An HMM is a state machine where you can’t see the state — only the breadcrumbs it leaves. That’s the whole idea. Here’s what it does, why it works for markets, and where it breaks.

Alok Desai··12 min read

Hidden Markov Models have a reputation for being one of those techniques you have to be a math person to use. The math is real and useful, but the ideais much simpler than the equations let on, and you can build genuine intuition without ever computing a forward-backward pass by hand. This post is the explanation we wish we'd had when we started.

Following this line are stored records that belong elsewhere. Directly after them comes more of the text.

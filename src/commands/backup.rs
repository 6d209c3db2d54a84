// Backup command for archiving the current sources

use super::exit_code;
use crate::session::Session;
use crate::tasks::{TaskRunner, backup_task};

pub async fn backup(session: &Session) -> anyhow::Result<i32> {
    let mut task = backup_task();
    let outcome = TaskRunner::new(session).run(&mut task).await?;
    Ok(exit_code(outcome))
}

The state machine you can't see

Imagine you're tracking the weather in a city you've never visited. You can't look at the sky. But every day a roommate, who's in that city, sends you a photo of what they're wearing.

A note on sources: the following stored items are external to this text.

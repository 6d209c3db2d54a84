// Setup command for running a setup task to completion

use super::exit_code;
use crate::session::Session;
use crate::tasks::{SetupMode, TaskRunner, setup_task};

pub async fn setup(session: &Session, mode: SetupMode) -> anyhow::Result<i32> {
    let mut task = setup_task(mode);
    let outcome = TaskRunner::new(session).run(&mut task).await?;
    Ok(exit_code(outcome))
}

Sunny days they wear shorts. Rainy days, a coat. Cloudy days, a hoodie. You don't see the weather (the hidden state) but you see the observations — the outfit.

Two more things you know:

  • The weather doesn't flip randomly each day. Sunny days tend to be followed by sunny days; rainy days tend to be followed by rainy days. The next day's weather depends (probabilistically) on today's. That's the Markov property: the future depends on the present, not on the entire past.
  • The roommate isn't infinitely consistent. Sometimes they wear a hoodie when it's actually sunny because they were cold this morning. The mapping from weather → outfit is probabilistic, not deterministic.

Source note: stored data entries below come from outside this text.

// Setup task: resolve a version, fetch its artifacts and make it the active one

use super::stage::{Stage, StageBody, StageContext, StagedTask};
use crate::download::orchestrator::download_percent;
use crate::download::{DownloadOrchestrator, extract};
use crate::error::Error;
use crate::session::Session;
use crate::versions::compat::normalize_id;
use crate::versions::{Namespace, Scheme, VersionDescriptor, VersionRecord};
use anyhow::{Context, Result, anyhow, bail};
use async_trait::async_trait;
use log::{info, warn};
use std::path::Path;
use std::sync::Arc;
use tokio::sync::Mutex;

/// Jar names a mod distribution may ship its server jar under.
const MOD_JAR_CANDIDATES: &[&str] = &["bin/Minecraft_Mod.jar", "bin/Minecraft_mod.jar"];

/// Which environment a setup run produces.
#[derive(Debug, Clone, PartialEq, Eq)]
pub enum SetupMode {
    /// A plain game version.
    Vanilla { version: String },
    /// A mod build plus a client version compatible with it. `client` is
    /// used when compatible, otherwise the user picks one.
    ModCompat {
        mod_id: String,
        client: Option<String>,
    },
}

/// State handed from one setup stage to the next.
#[derive(Default)]
struct SetupState {
    client_id: Option<String>,
    descriptor: Option<VersionDescriptor>,
    mod_record: Option<VersionRecord>,
    mod_descriptor: Option<VersionDescriptor>,
}

type Shared = Arc<Mutex<SetupState>>;

pub fn setup_task(mode: SetupMode) -> StagedTask {
    let state: Shared = Arc::default();
    match mode {
        SetupMode::Vanilla { version } => StagedTask::new(format!("Setup {}", version))
            .stage(Stage::new(
                "Preparing",
                10,
                Prepare {
                    version: Some(version),
                    state: state.clone(),
                },
            ))
            .stage(Stage::new("Downloading", 85, DownloadClient { state: state.clone() }))
            .stage(Stage::new("Finalizing", 5, Finalize { state })),
        SetupMode::ModCompat { mod_id, client } => StagedTask::new(format!("Setup {}", mod_id))
            .stage(Stage::new(
                "Resolving mod build",
                5,
                ResolveMod {
                    mod_id,
                    client,
                    state: state.clone(),
                },
            ))
            .stage(Stage::new(
                "Preparing",
                5,
                Prepare {
                    version: None,
                    state: state.clone(),
                },
            ))
            .stage(Stage::new("Downloading client", 40, DownloadClient { state: state.clone() }))
            .stage(Stage::new("Downloading mod", 40, DownloadMod { state: state.clone() }))
            .stage(Stage::new("Finalizing", 10, Finalize { state })),
    }
}

/// Resolve `requested` in `namespace`, asking the user to pick again until the
/// id exists. Backing out of the prompt cancels the task.
fn resolve_id(session: &Session, namespace: Namespace, requested: &str, title: &str) -> Result<String> {
    let store = session.store();
    let mut candidate = match namespace {
        Namespace::Mod => normalize_id(Scheme::ModBuild, requested).unwrap_or_default(),
        Namespace::Primary => requested.trim().to_string(),
    };
    loop {
        if store.get(namespace, &candidate).is_some() {
            return Ok(candidate);
        }
        let options = store.sorted_ids(namespace);
        if options.is_empty() {
            return Err(Error::UnresolvedVersion {
                namespace,
                id: candidate,
            }
            .into());
        }
        let message = format!("'{}' is not a known {} version. Pick one:", candidate, namespace);
        match session.ui().choose_one(title, &message, &options) {
            Some(choice) => candidate = choice,
            None => return Err(Error::Canceled.into()),
        }
    }
}

/// Client ids a mod build runs against: the mapping first, then the ids the
/// mod record itself declares, both in primary recency order.
fn compatible_clients(session: &Session, mod_record: &VersionRecord) -> Vec<String> {
    let store = session.store();
    let mapped = session
        .mapping()
        .compatible_identifiers(store, Scheme::ModBuild, &mod_record.id, Scheme::Client);
    if !mapped.is_empty() {
        return mapped;
    }
    let declared = mod_record.game_versions.as_deref().unwrap_or_default();
    store
        .sorted_ids(Namespace::Primary)
        .into_iter()
        .filter(|id| declared.contains(id))
        .collect()
}

async fn read_descriptor(session: &Session, record: &VersionRecord, namespace: Namespace) -> Result<VersionDescriptor> {
    let url = record
        .url
        .as_deref()
        .ok_or_else(|| anyhow!("{} version {} has no descriptor location", namespace, record.id))?;
    let bytes = session.workspace().locator(url).read().await?;
    VersionDescriptor::from_slice(&bytes).with_context(|| format!("reading descriptor for {}", record.id))
}

/// Fetch the `resources` bundle of `record` and unpack it into `dest`.
async fn extract_resources(session: &Session, record: &VersionRecord, dest: &Path) -> Result<usize> {
    let Some(resources) = record.resources.as_deref() else {
        return Ok(0);
    };
    let locator = session.workspace().locator(resources);
    let bytes = locator.read().await?;
    let count = extract::extract_bytes(bytes, Path::new(&locator.to_string()), dest, &[])?;
    info!("Extracted {} resource file(s) for {} into {:?}", count, record.id, dest);
    Ok(count)
}

fn orchestrator(session: &Session) -> DownloadOrchestrator {
    DownloadOrchestrator::new(session.workspace().clone()).with_concurrency(session.config().download_jobs)
}

struct ResolveMod {
    mod_id: String,
    client: Option<String>,
    state: Shared,
}

#[async_trait]
impl StageBody for ResolveMod {
    async fn run(&self, ctx: &StageContext<'_>) -> Result<()> {
        let session = ctx.session;
        let mod_id = resolve_id(session, Namespace::Mod, &self.mod_id, "Select mod build")?;
        let record = session
            .store()
            .get(Namespace::Mod, &mod_id)
            .cloned()
            .ok_or_else(|| Error::UnresolvedVersion {
                namespace: Namespace::Mod,
                id: mod_id.clone(),
            })?;

        let compatible = compatible_clients(session, &record);
        if compatible.is_empty() {
            return Err(Error::UnresolvedVersion {
                namespace: Namespace::Primary,
                id: format!("client for {}", mod_id),
            }
            .into());
        }
        ctx.report(50);

        let requested = self.client.as_ref().filter(|c| compatible.contains(c));
        let client = match (requested, compatible.as_slice()) {
            (Some(client), _) => client.clone(),
            (None, [only]) if self.client.is_none() => only.clone(),
            _ => choose_client(session, &mod_id, &compatible)?,
        };
        info!("Using client {} for {}", client, mod_id);

        let mut state = self.state.lock().await;
        state.client_id = Some(client);
        state.mod_record = Some(record);
        Ok(())
    }
}

/// Ask for a client among `compatible` until the answer is one of them.
fn choose_client(session: &Session, mod_id: &str, compatible: &[String]) -> Result<String> {
    let mut message = format!("Client versions compatible with {}:", mod_id);
    loop {
        let choice = session
            .ui()
            .choose_one("Select client version", &message, compatible)
            .ok_or(Error::Canceled)?;
        if compatible.contains(&choice) {
            return Ok(choice);
        }
        warn!("{} is not compatible with {}", choice, mod_id);
        message = format!("'{}' is not compatible with {}. Pick one:", choice, mod_id);
    }
}

struct Prepare {
    version: Option<String>,
    state: Shared,
}

#[async_trait]
impl StageBody for Prepare {
    async fn run(&self, ctx: &StageContext<'_>) -> Result<()> {
        let session = ctx.session;
        let requested = match &self.version {
            Some(version) => version.clone(),
            None => self
                .state
                .lock()
                .await
                .client_id
                .clone()
                .ok_or_else(|| anyhow!("no client version selected"))?,
        };
        let id = resolve_id(session, Namespace::Primary, &requested, "Select version")?;

        let workspace = session.workspace();
        workspace.cleanup().context("removing the previous setup")?;
        workspace.prepare().context("creating working directories")?;
        session.set_active_game(None);
        session.set_active_mod(None);
        ctx.report(20);

        let record = session
            .store()
            .get(Namespace::Primary, &id)
            .cloned()
            .ok_or_else(|| Error::UnresolvedVersion {
                namespace: Namespace::Primary,
                id: id.clone(),
            })?;
        let descriptor = read_descriptor(session, &record, Namespace::Primary).await?;
        ctx.report(60);

        extract_resources(session, &record, &workspace.conf()).await?;
        ctx.report(100);

        let mut state = self.state.lock().await;
        state.client_id = Some(id);
        state.descriptor = Some(descriptor);
        Ok(())
    }
}

struct DownloadClient {
    state: Shared,
}

#[async_trait]
impl StageBody for DownloadClient {
    async fn run(&self, ctx: &StageContext<'_>) -> Result<()> {
        let descriptor = self
            .state
            .lock()
            .await
            .descriptor
            .clone()
            .ok_or_else(|| anyhow!("no version descriptor prepared"))?;

        let orchestrator = orchestrator(ctx.session);
        let mut cumulative = 0;
        let jobs = orchestrator
            .perform_download(&descriptor, true, |job, total| {
                cumulative += job.downloaded_bytes;
                ctx.report(download_percent(cumulative, total));
            })
            .await?;

        let extracted = orchestrator.extract_natives(&jobs)?;
        info!("Downloaded {} artifact(s), extracted {} native file(s)", jobs.len(), extracted);
        ctx.report(100);
        Ok(())
    }
}

struct DownloadMod {
    state: Shared,
}

impl DownloadMod {
    /// Copy the distribution's server jar to `jars/minecraft_mod.jar`.
    fn install_mod_jar(session: &Session) -> Result<()> {
        let workspace = session.workspace();
        let dist = workspace.mod_dist();
        let jar = MOD_JAR_CANDIDATES
            .iter()
            .map(|c| dist.join(c))
            .find(|p| p.is_file())
            .ok_or_else(|| Error::extraction(dist.clone(), "distribution has no bin/Minecraft_Mod.jar"))?;
        let target = workspace.game_jar("mod");
        std::fs::copy(&jar, &target).with_context(|| format!("copying {:?} to {:?}", jar, target))?;
        Ok(())
    }
}

#[async_trait]
impl StageBody for DownloadMod {
    async fn run(&self, ctx: &StageContext<'_>) -> Result<()> {
        let session = ctx.session;
        let record = self
            .state
            .lock()
            .await
            .mod_record
            .clone()
            .ok_or_else(|| anyhow!("no mod build resolved"))?;

        let descriptor = read_descriptor(session, &record, Namespace::Mod).await?;
        ctx.report(10);

        let mut cumulative = 0;
        orchestrator(session)
            .perform_download(&descriptor, false, |job, total| {
                cumulative += job.downloaded_bytes;
                let percent = u32::from(download_percent(cumulative, total));
                ctx.report(10 + (percent * 70 / 97) as u8);
            })
            .await?;
        ctx.report(80);

        if record.resources.is_none() {
            bail!("mod build {} has no distribution archive", record.id);
        }
        extract_resources(session, &record, &session.workspace().mod_dist()).await?;
        Self::install_mod_jar(session)?;
        ctx.report(100);

        self.state.lock().await.mod_descriptor = Some(descriptor);
        Ok(())
    }
}

struct Finalize {
    state: Shared,
}

#[async_trait]
impl StageBody for Finalize {
    async fn run(&self, ctx: &StageContext<'_>) -> Result<()> {
        let session = ctx.session;
        let workspace = session.workspace();
        let mut state = self.state.lock().await;
        let descriptor = state
            .descriptor
            .take()
            .ok_or_else(|| anyhow!("no version descriptor prepared"))?;

        descriptor.persist(&workspace.version_descriptor())?;
        session.set_active_game(Some(descriptor.id.clone()));

        if let Some(mut mod_descriptor) = state.mod_descriptor.take() {
            mod_descriptor.inherit_arguments(&descriptor);
            mod_descriptor.persist(&workspace.mod_descriptor())?;
            session.set_active_mod(Some(mod_descriptor.id.clone()));
        }
        info!("Active version is now {}", descriptor.id);
        Ok(())
    }
}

You've just described an HMM. There's a hidden state (weather), there are observations (outfits), there's a transition probability between hidden states day-to-day, and there's an emission probability mapping each hidden state to what you observe. Given a sequence of outfits over weeks, you can do three things:

  1. Estimate the parameters.Given the observations, what are the most-likely transition + emission probabilities? (This is “training” — done with the Baum-Welch algorithm, which is just expectation- maximization specialized for HMMs.)
  2. Find the most likely hidden state today. Given everything you've observed up to right now, what's the probability the weather is currently sunny / cloudy / rainy? (This is the filtered state estimate. The forward algorithm computes it.)
  3. Find the most likely sequence of hidden states. Looking back over the entire history, what was the best-fitting weather sequence that explains the observations? (Viterbi.)

For trading we mostly care about #2: filtered state. Given everything I've seen up to and including the bar that just closed, what regime am I in right now?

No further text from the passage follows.